Oh, fatal preoccupation! I only wished to speak of your affairs, and
here I am talking of my own. The clouds that I heap upon your horizon
roll back towards mine.
In exchange for my advice, render me a service. You know Madame de
Braimes, the friend of Mlle. de Chateaudun. Madame de Braimes is
acquainted with everything that I am ignorant of, and that my happiness
in life depends upon discovering.
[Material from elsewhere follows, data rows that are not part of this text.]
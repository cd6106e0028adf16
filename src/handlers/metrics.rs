use prometheus::{Encoder, TextEncoder};

use crate::error::{GuardError, Result};

pub async fn metrics_handler() -> Result<String> {
    let encoder = TextEncoder::new();
    let metric_families = prometheus::gather();
    let mut buffer = Vec::new();
    encoder
        .encode(&metric_families, &mut buffer)
        .map_err(|e| GuardError::Metrics(e.to_string()))?;
    String::from_utf8(buffer).map_err(|e| GuardError::Metrics(e.to_string()))
}
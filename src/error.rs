use axum::{
    Json,
    http::{HeaderMap, HeaderValue, StatusCode},
    response::{IntoResponse, Response},
};
use thiserror::Error;

use crate::rate_limit::RateLimitResult;

#[derive(Debug, Error)]
pub enum GuardError {
    #[error("invalid argument: {0}")]
    InvalidArgument(String),

    #[error("rate limit exceeded, retry after {retry_after_secs}s")]
    RateLimited {
        result: RateLimitResult,
        retry_after_secs: u64,
    },

    #[error("metrics encoding failed: {0}")]
    Metrics(String),
}

pub type Result<T> = std::result::Result<T, GuardError>;

impl GuardError {
    pub fn invalid(msg: impl Into<String>) -> Self {
        GuardError::InvalidArgument(msg.into())
    }

    fn code(&self) -> &'static str {
        match self {
            GuardError::InvalidArgument(_) => "INVALID_ARGUMENT",
            GuardError::RateLimited { .. } => "RATE_LIMIT_EXCEEDED",
            GuardError::Metrics(_) => "INTERNAL_ERROR",
        }
    }

    fn status(&self) -> StatusCode {
        match self {
            GuardError::InvalidArgument(_) => StatusCode::BAD_REQUEST,
            GuardError::RateLimited { .. } => StatusCode::TOO_MANY_REQUESTS,
            GuardError::Metrics(_) => StatusCode::INTERNAL_SERVER_ERROR,
        }
    }
}

// X-RateLimit-* headers, values straight from the result
pub fn rate_limit_headers(result: &RateLimitResult) -> HeaderMap {
    let mut headers = HeaderMap::new();
    headers.insert("x-ratelimit-limit", HeaderValue::from(result.limit));
    headers.insert("x-ratelimit-remaining", HeaderValue::from(result.remaining));
    headers.insert("x-ratelimit-reset", HeaderValue::from(result.reset));
    headers
}

impl IntoResponse for GuardError {
    fn into_response(self) -> Response {
        let status = self.status();
        if status.is_server_error() {
            tracing::error!(error = %self, http_status = %status, "request failed");
        } else {
            tracing::debug!(error = %self, http_status = %status, "request rejected");
        }

        let body = Json(serde_json::json!({
            "code": self.code(),
            "message": self.to_string(),
            "timestamp": chrono::Utc::now().to_rfc3339(),
        }));

        match self {
            GuardError::RateLimited {
                result,
                retry_after_secs,
            } => {
                let mut headers = rate_limit_headers(&result);
                headers.insert("retry-after", HeaderValue::from(retry_after_secs));
                (status, headers, body).into_response()
            }
            _ => (status, body).into_response(),
        }
    }
}
use std::sync::Arc;

use crate::bot::BotScorer;
use crate::config::Args;
use crate::error::Result;
use crate::policy::PolicyTable;
use crate::rate_limit::RateLimiter;

// app's shared state
pub struct AppState {
    pub limiter: Arc<RateLimiter>,
    pub policies: PolicyTable,
    pub scorer: BotScorer,
}

impl AppState {
    pub fn new(limiter: Arc<RateLimiter>, policies: PolicyTable, scorer: BotScorer) -> Self {
        Self {
            limiter,
            policies,
            scorer,
        }
    }

    pub fn from_args(args: &Args) -> Result<Self> {
        Ok(Self::new(
            Arc::new(RateLimiter::default()),
            args.policy_table()?,
            BotScorer::with_threshold(args.bot_threshold),
        ))
    }
}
It is time for the inexplicable to be
explained. A human enigma cannot for ever conceal its answer. Every
trial must end before the despair of him who is tried. Madame de Braimes
is an accomplice in this enigma; her secret now is a burden on her
lips, she must let it fall into your ear, and I will cherish a life-long
gratitude to you both.
Any friend but you would smile at this apparently strange language--I
write you a long chapter of psychological and moral inductions to show
my knowledge about the management of love affairs and affairs
otherwise--I divine all your enigmas; I illuminate the darkness of all
your mysteries, and when it comes to working on my own account, to be
perspicacious for my own benefit, to make discoveries about my own love
affair, I suddenly abdicate, I lose my luminous faculties, I put a band
over my eyes, and humbly beg a friend to lend me the thread of the
labyrinth and guide my steps in the bewildering darkness. All this must
appear singular to you, to me it is quite natural. Through the thousand
dark accidents that love scatters in the path of life, light can only
reach us by means of a friend. We ourselves are helpless; looking at
others we are lynx-eyed, looking at ourselves we are almost blind. It is
the optical nerve of the passions. It is mortifying to thus sacrifice
the highest prerogatives of man at the feet of a woman, to feel
compelled to yield to her caprices and submit to the inexorable
exigencies of love. The artificial life I am leading is odious to me.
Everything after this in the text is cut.